In Milan in 1863, two lovers are at the height of ecstasy ("Happiness"). The handsome captain, Giorgio, breaks their reverie by telling Clara that he is being transferred to a provincial military outpost. In the next scene, Giorgio is in the mess hall at the army camp with Colonel Ricci, the unit's commanding officer, and Dr. Tambourri, its physician. He thinks longingly of Clara ("First Letter") and she thinks longingly of him ("Second Letter"). Giorgio's thoughts are interrupted by a bloodcurdling scream. The Colonel tells him not to worry; it's just Fosca, his sick cousin. Giorgio offers to lend her some of his books.

As he begins to adjust to the tedium of life at the outpost, the sensitive Giorgio feels increasingly out of place amongst the other men ("Third Letter"). He starts becoming friendly with the Doctor, who says Fosca has a nervous disorder. She frequently collapses into seizures, exposing her suffering and need for connection.

Fosca arrives after dinner to thank Giorgio for the books. When he suggests she keep a novel longer to meditate over it, she explains that she does not read to think or search for truth, but to live vicariously through the characters. She then darkly muses on her life ("I Read"). Giorgio awkwardly changes the subject, but when he observes a hearse pulling up, Fosca has a hysterical convulsion. Giorgio is stunned and appalled ("Transition").

The next afternoon, the Colonel, the Doctor, Giorgio, and Fosca go for a walk together. As they stroll through a castle's neglected garden, Giorgio politely engages Fosca in conversation while mentally narrating a letter to Clara. When Fosca confesses that she feels no hope in her life, he tells her that "the only happiness that we can be certain of is love." Fosca is hurt and embarrassed, but recognizes that Giorgio, like herself, is different from others, and asks for his friendship ("Garden Sequence").

Giorgio and Clara exchange letters about Fosca. Clara urges him to avoid her whenever possible. When Giorgio is preparing to take a five-day leave, Fosca shows up unexpectedly, begging him to return soon. Fosca is next seen reading, stone-faced, from a letter Giorgio has sent rejecting her feelings as he and Clara make love ("Trio").

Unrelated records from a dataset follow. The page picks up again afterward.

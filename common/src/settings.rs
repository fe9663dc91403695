//! 旧形式 `settings` ファイルの読み込み
//!
//! ```text
//! [config]
//! page=1
//! button=1
//! auctions=5
//! outputfile=C:\EQ\Mule_pq.proj-Inventory.txt
//! mule_ini=C:\EQ\Mule_pq.proj.ini
//! [exclusions]
//! Bone Chips
//! ```

use crate::error::{Error, Result};

/// 旧形式の設定内容
#[derive(Debug, Clone, Default, PartialEq, Eq)]
pub struct LegacySettings {
    pub hotkey_page: u32,
    pub hotkey_button: u32,
    pub auction_count: usize,
    pub inventory_path: String,
    pub ini_path: String,
    pub exclusions: Vec<String>,
}

/// 旧形式の設定を解析
///
/// 6項目（page / button / auctions / outputfile / mule_ini / [exclusions]）が
/// すべて揃っていなければエラー。
pub fn parse_legacy_settings(text: &str) -> Result<LegacySettings> {
    let mut page = None;
    let mut button = None;
    let mut auctions = None;
    let mut outputfile = None;
    let mut mule_ini = None;
    let mut exclusions = None::<Vec<String>>;

    for raw in text.lines() {
        let line = raw.trim();

        if let Some(list) = exclusions.as_mut() {
            if !line.is_empty() {
                list.push(line.to_string());
            }
            continue;
        }

        if line.eq_ignore_ascii_case("[exclusions]") {
            exclusions = Some(Vec::new());
            continue;
        }

        let Some((key, value)) = line.split_once('=') else {
            continue;
        };
        let value = value.trim();
        match key.trim() {
            "page" => page = Some(parse_number("page", value)?),
            "button" => button = Some(parse_number("button", value)?),
            "auctions" => auctions = Some(parse_number("auctions", value)? as usize),
            "outputfile" => outputfile = Some(value.to_string()),
            "mule_ini" => mule_ini = Some(value.to_string()),
            _ => {}
        }
    }

    let mut missing = Vec::new();
    if page.is_none() { missing.push("page"); }
    if button.is_none() { missing.push("button"); }
    if auctions.is_none() { missing.push("auctions"); }
    if outputfile.is_none() { missing.push("outputfile"); }
    if mule_ini.is_none() { missing.push("mule_ini"); }
    if exclusions.is_none() { missing.push("[exclusions]"); }
    if !missing.is_empty() {
        return Err(Error::Config(format!("settingsに不足している項目: {}", missing.join(", "))));
    }

    Ok(LegacySettings {
        hotkey_page: page.unwrap_or_default(),
        hotkey_button: button.unwrap_or_default(),
        auction_count: auctions.unwrap_or_default(),
        inventory_path: outputfile.unwrap_or_default(),
        ini_path: mule_ini.unwrap_or_default(),
        exclusions: exclusions.unwrap_or_default(),
    })
}

fn parse_number(key: &str, value: &str) -> Result<u32> {
    value
        .parse()
        .map_err(|_| Error::Config(format!("{} が数値ではありません: {:?}", key, value)))
}

#[cfg(test)]
mod tests {
    use super::*;

    const SETTINGS: &str = "[config]\n\
        page=2\n\
        button=3\n\
        auctions=5\n\
        outputfile=C:\\EQ\\Mule-Inventory.txt\n\
        mule_ini=C:\\EQ\\Mule_pq.proj.ini\n\
        [exclusions]\n\
        Bone Chips\n\
        \n\
        Rusty Dagger";

    #[test]
    fn test_parse_legacy_settings() {
        let s = parse_legacy_settings(SETTINGS).unwrap();
        assert_eq!(s.hotkey_page, 2);
        assert_eq!(s.hotkey_button, 3);
        assert_eq!(s.auction_count, 5);
        assert_eq!(s.inventory_path, "C:\\EQ\\Mule-Inventory.txt");
        assert_eq!(s.ini_path, "C:\\EQ\\Mule_pq.proj.ini");
        assert_eq!(s.exclusions, vec!["Bone Chips", "Rusty Dagger"]);
    }

    #[test]
    fn test_missing_fields() {
        let err = parse_legacy_settings("[config]\npage=1\n").unwrap_err();
        let msg = err.to_string();
        assert!(msg.contains("button"));
        assert!(msg.contains("[exclusions]"));
    }

    #[test]
    fn test_non_numeric_page() {
        let text = SETTINGS.replace("page=2", "page=two");
        assert!(matches!(parse_legacy_settings(&text), Err(Error::Config(_))));
    }

    #[test]
    fn test_exclusions_may_be_empty() {
        let text = "page=1\nbutton=1\nauctions=3\noutputfile=a\nmule_ini=b\n[exclusions]\n";
        let s = parse_legacy_settings(text).unwrap();
        assert!(s.exclusions.is_empty());
    }
}
//! レビューシートの読み書き
//!
//! 拡張子で形式を切り替える:
//! - `.json`: serde_json（整形出力）
//! - `.xlsx`: 表計算ソフトで確認・編集する用

use crate::error::{AuctionBuilderError, Result};
use auction_builder_common::export::{sheet_core, SHEET_HEADERS, SHEET_NAME};
use auction_builder_common::{AuctionItem, AuctionSheet, Price};
use calamine::{open_workbook, Data, Range, Reader, Xlsx};
use std::path::{Path, PathBuf};

pub const DEFAULT_SHEET_FILE: &str = "auction-sheet.json";

#[derive(Debug, Clone, Copy, PartialEq, Eq)]
pub enum SheetFormat {
    Json,
    Xlsx,
}

impl SheetFormat {
    pub fn from_path(path: &Path) -> Result<Self> {
        let ext = path
            .extension()
            .map(|e| e.to_string_lossy().to_lowercase())
            .unwrap_or_default();
        match ext.as_str() {
            "json" => Ok(SheetFormat::Json),
            "xlsx" => Ok(SheetFormat::Xlsx),
            _ => Err(AuctionBuilderError::InvalidConfiguration(format!(
                "シートの拡張子は .json か .xlsx にしてください: {}",
                path.display()
            ))),
        }
    }
}

pub fn default_sheet_path() -> PathBuf {
    PathBuf::from(DEFAULT_SHEET_FILE)
}

pub fn save_sheet(path: &Path, sheet: &AuctionSheet) -> Result<()> {
    match SheetFormat::from_path(path)? {
        SheetFormat::Json => {
            let content = serde_json::to_string_pretty(sheet)?;
            std::fs::write(path, content)?;
        }
        SheetFormat::Xlsx => {
            let buffer = sheet_core::generate_sheet_buffer(&sheet.items)
                .map_err(AuctionBuilderError::Spreadsheet)?;
            std::fs::write(path, buffer)?;
        }
    }
    tracing::debug!(path = %path.display(), rows = sheet.items.len(), "シート保存");
    Ok(())
}

pub fn load_sheet(path: &Path) -> Result<AuctionSheet> {
    let format = SheetFormat::from_path(path)?;
    if !path.exists() {
        return Err(AuctionBuilderError::MissingFile(path.display().to_string()));
    }

    match format {
        SheetFormat::Json => {
            let content = std::fs::read_to_string(path)?;
            Ok(serde_json::from_str(&content)?)
        }
        SheetFormat::Xlsx => load_xlsx(path),
    }
}

fn load_xlsx(path: &Path) -> Result<AuctionSheet> {
    let mut workbook: Xlsx<_> = open_workbook(path)
        .map_err(|e| AuctionBuilderError::Spreadsheet(format!("Excelを開けません: {}", e)))?;

    let names = workbook.sheet_names().to_vec();
    let sheet_name = names
        .iter()
        .find(|name| name.as_str() == SHEET_NAME)
        .or_else(|| names.first())
        .cloned()
        .ok_or_else(|| AuctionBuilderError::Spreadsheet("シートがありません".into()))?;

    let range = workbook
        .worksheet_range(&sheet_name)
        .map_err(|e| AuctionBuilderError::Spreadsheet(format!("シート読み込みエラー: {}", e)))?;

    Ok(AuctionSheet::new(String::new(), rows_to_items(&range)?))
}

fn rows_to_items(range: &Range<Data>) -> Result<Vec<AuctionItem>> {
    let mut items = Vec::new();

    for (row_idx, row) in range.rows().enumerate() {
        let name = cell_text(row.first());
        if row_idx == 0 && name == SHEET_HEADERS[0] {
            continue;
        }
        if name.is_empty() {
            continue;
        }

        let price_text = cell_text(row.get(2));
        let price = price_text.parse::<Price>().map_err(|_| {
            AuctionBuilderError::Spreadsheet(format!(
                "{}行目: 価格が不正です: {:?}",
                row_idx + 1,
                price_text
            ))
        })?;

        items.push(AuctionItem {
            name,
            id: cell_text(row.get(1)),
            price,
            excluded: cell_flag(row.get(3)),
        });
    }

    Ok(items)
}

fn cell_text(cell: Option<&Data>) -> String {
    match cell {
        None | Some(Data::Empty) => String::new(),
        Some(Data::String(s)) => s.trim().to_string(),
        // Excelで数値化されたID・価格は小数点なしで戻す
        Some(Data::Float(f)) if f.fract() == 0.0 => format!("{}", *f as i64),
        Some(Data::Int(i)) => i.to_string(),
        Some(other) => other.to_string().trim().to_string(),
    }
}

fn cell_flag(cell: Option<&Data>) -> bool {
    match cell {
        Some(Data::Bool(b)) => *b,
        Some(Data::Int(i)) => *i != 0,
        Some(Data::Float(f)) => *f != 0.0,
        Some(Data::String(s)) => matches!(
            s.trim().to_lowercase().as_str(),
            "true" | "yes" | "y" | "x" | "1"
        ),
        _ => false,
    }
}
//! 価格取得モジュール
//!
//! アイテムごとに履歴ページを取得し、落札価格を集計する。
//! 取得に失敗したアイテムは `unknown` として処理を続ける。

mod http;

pub use http::HttpAuctionSource;

use crate::error::Result;
use auction_builder_common::{aggregate_price, extract_samples, AuctionItem, InventoryItem, Price};
use indicatif::{ProgressBar, ProgressStyle};

/// 履歴ページの取得元
#[allow(async_fn_in_trait)]
pub trait AuctionSource {
    /// アイテム名に対応する履歴ページの本文を取得
    async fn fetch_page(&self, item_name: &str) -> Result<String>;
}

/// 1アイテム分の進捗
#[derive(Debug)]
pub struct PriceProgress {
    /// 1始まりの番号
    pub index: usize,
    pub total: usize,
    pub item: AuctionItem,
    /// 価格を `unknown` にした原因
    pub failure: Option<crate::error::AuctionBuilderError>,
}

/// 価格取得の逐次実行
///
/// `next_progress` を呼ぶたびに1アイテムを取得して結果を返す。
/// 全件終わると `None`。やり直す場合は作り直す。
pub struct PriceRun<'a, S> {
    source: &'a S,
    items: std::iter::Enumerate<std::slice::Iter<'a, InventoryItem>>,
    total: usize,
    sample_count: usize,
}

impl<'a, S: AuctionSource> PriceRun<'a, S> {
    pub fn new(items: &'a [InventoryItem], source: &'a S, sample_count: usize) -> Self {
        Self {
            source,
            items: items.iter().enumerate(),
            total: items.len(),
            sample_count,
        }
    }

    pub fn total(&self) -> usize {
        self.total
    }

    pub async fn next_progress(&mut self) -> Option<PriceProgress> {
        let (idx, inventory_item) = self.items.next()?;

        let (price, failure) =
            match lookup_price(self.source, &inventory_item.name, self.sample_count).await {
                Ok(price) => (price, None),
                Err(e) => (Price::Unknown, Some(e)),
            };

        Some(PriceProgress {
            index: idx + 1,
            total: self.total,
            item: AuctionItem::from_inventory(inventory_item, price),
            failure,
        })
    }
}

/// 1アイテムの価格を取得
pub async fn lookup_price<S: AuctionSource>(
    source: &S,
    item_name: &str,
    sample_count: usize,
) -> Result<Price> {
    let html = source.fetch_page(item_name).await?;
    let samples = extract_samples(&html);
    if samples.is_empty() {
        tracing::debug!(item = item_name, "落札履歴なし");
    }
    Ok(aggregate_price(&samples, sample_count)?)
}

/// 価格取得の結果
#[derive(Debug, Default)]
pub struct PricingOutcome {
    pub items: Vec<AuctionItem>,
    /// 取得に失敗したアイテム数
    pub failures: usize,
}

/// 全アイテムの価格を取得（進捗バー付き）
pub async fn price_items<S: AuctionSource>(
    items: &[InventoryItem],
    source: &S,
    sample_count: usize,
    verbose: bool,
) -> PricingOutcome {
    let mut run = PriceRun::new(items, source, sample_count);
    let pb = ProgressBar::new(run.total() as u64);
    if let Ok(style) = ProgressStyle::with_template("  [{bar:30}] {pos}/{len} {wide_msg}") {
        pb.set_style(style.progress_chars("=> "));
    }

    let mut outcome = PricingOutcome {
        items: Vec::with_capacity(items.len()),
        failures: 0,
    };

    while let Some(progress) = run.next_progress().await {
        pb.set_position(progress.index as u64);
        pb.set_message(progress.item.name.clone());

        if let Some(err) = &progress.failure {
            outcome.failures += 1;
            tracing::warn!(item = %progress.item.name, error = %err, "価格取得に失敗、unknownとして続行");
            pb.println(format!("  ⚠ {}", err));
        } else if verbose {
            pb.println(format!(
                "  [{}/{}] {} → {}",
                progress.index, progress.total, progress.item.name, progress.item.price
            ));
        }

        outcome.items.push(progress.item);
    }

    pb.finish_and_clear();
    outcome
}
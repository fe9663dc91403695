use clap::{Parser, Subcommand};
use std::path::PathBuf;

#[derive(Parser)]
#[command(name = "auction-builder")]
#[command(about = "EverQuestオークションマクロ生成ツール", long_about = None)]
pub struct Cli {
    #[command(subcommand)]
    pub command: Commands,

    /// 詳細ログを出力
    #[arg(short, long, global = true)]
    pub verbose: bool,
}

#[derive(Subcommand)]
pub enum Commands {
    /// インベントリを読み込み、価格を取得してシートを出力
    Import {
        /// Zealのインベントリファイル（省略時は設定値）
        #[arg(short, long)]
        inventory: Option<PathBuf>,

        /// 出力シート (.json/.xlsx)
        #[arg(short, long, default_value = "auction-sheet.json")]
        output: PathBuf,

        /// 平均に使う落札件数
        #[arg(short, long)]
        auctions: Option<usize>,
    },

    /// シートを対話的に確認（除外・価格入力）
    Review {
        /// シートファイル
        #[arg(required = true)]
        sheet: PathBuf,

        /// 出力先（省略時は上書き）
        #[arg(short, long)]
        output: Option<PathBuf>,
    },

    /// シートからマクロを生成してiniに書き込み
    Export {
        /// シートファイル
        #[arg(required = true)]
        sheet: PathBuf,

        /// キャラクターiniファイル
        #[arg(long)]
        ini: Option<PathBuf>,

        /// ホットキーページ
        #[arg(short, long)]
        page: Option<u32>,

        /// 開始ボタン番号
        #[arg(short, long)]
        button: Option<u32>,

        /// ドライラン（iniを変更しない）
        #[arg(long)]
        dry_run: bool,
    },

    /// インポートからiniへの書き込みまで一括実行
    Run {
        /// Zealのインベントリファイル
        #[arg(short, long)]
        inventory: Option<PathBuf>,

        /// キャラクターiniファイル
        #[arg(long)]
        ini: Option<PathBuf>,

        /// ホットキーページ
        #[arg(short, long)]
        page: Option<u32>,

        /// 開始ボタン番号
        #[arg(short, long)]
        button: Option<u32>,

        /// 平均に使う落札件数
        #[arg(short, long)]
        auctions: Option<usize>,

        /// 書き込み前に対話レビューを行う
        #[arg(short, long)]
        review: bool,

        /// 中間シートの保存先
        #[arg(short, long)]
        sheet: Option<PathBuf>,

        /// ドライラン（iniを変更しない）
        #[arg(long)]
        dry_run: bool,
    },

    /// 設定を表示/編集
    Config {
        /// 設定を表示
        #[arg(long)]
        show: bool,

        /// インベントリファイルを設定
        #[arg(long)]
        set_inventory: Option<PathBuf>,

        /// iniファイルを設定
        #[arg(long)]
        set_ini: Option<PathBuf>,

        /// ホットキーページを設定
        #[arg(long)]
        set_page: Option<u32>,

        /// 開始ボタン番号を設定
        #[arg(long)]
        set_button: Option<u32>,

        /// 落札件数を設定
        #[arg(long)]
        set_auctions: Option<usize>,

        /// オークションサイトURLを設定
        #[arg(long)]
        set_url: Option<String>,

        /// タイムアウト秒数を設定
        #[arg(long)]
        set_timeout: Option<u64>,

        /// TLS証明書エラーを許容するか
        #[arg(long)]
        accept_invalid_certs: Option<bool>,

        /// 旧形式のsettingsファイルを取り込む
        #[arg(long)]
        import_legacy: Option<PathBuf>,
    },

    /// 除外リスト管理
    Exclude {
        /// 追加するアイテム名
        #[arg(short, long)]
        add: Vec<String>,

        /// 削除するアイテム名
        #[arg(short, long)]
        remove: Vec<String>,

        /// 一覧を表示
        #[arg(short, long)]
        list: bool,
    },

    /// 生成されるマクロ行を表示（ファイルは変更しない）
    Preview {
        /// シートファイル
        #[arg(required = true)]
        sheet: PathBuf,

        /// ホットキーページ
        #[arg(short, long)]
        page: Option<u32>,

        /// 開始ボタン番号
        #[arg(short, long)]
        button: Option<u32>,
    },
}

Upon Giorgio's return, Fosca reproaches him. She demands to know about his affair and learns that Clara is married. In a sharp exchange, they agree to sever all ties. Weeks go by with no contact between them, but just as he is beginning to think he is finally free of Fosca, Giorgio is informed by the Doctor that she is dying. His rejection of her love has exacerbated her illness. Giorgio, whose job as a soldier is to save lives, must visit her sickbed. He reluctantly agrees.

Giorgio enters Fosca's chamber, and she implores him to lie beside her while she sleeps. At daybreak, Fosca asks him to write her a letter acknowledging the impact that she has made on his soul ("I Wish I Could Forget You"). She then tries to kiss him. She is seized by another convulsive attack, and he hastens from the room.

===Act II===

The soldiers gossip about Giorgio and Fosca while playing pool ("Soldiers' Gossip"). The Colonel thanks Giorgio for the kindness he has shown Fosca and explains her history. As a child, Fosca's parents doted on her, and she once had illusions about her looks. When she was 17, the Colonel introduced her to an Austrian count, Ludovic. Fosca was taken with him, though she had her reservations. Once they were married, Ludovic took all her family's money. Fosca eventually discovered that he had another wife and a child. When confronted, he admitted his deception and vanished. It was then that Fosca first became ill. After her parents died, she went to live with the Colonel, who felt responsible for her circumstances ("Flashback").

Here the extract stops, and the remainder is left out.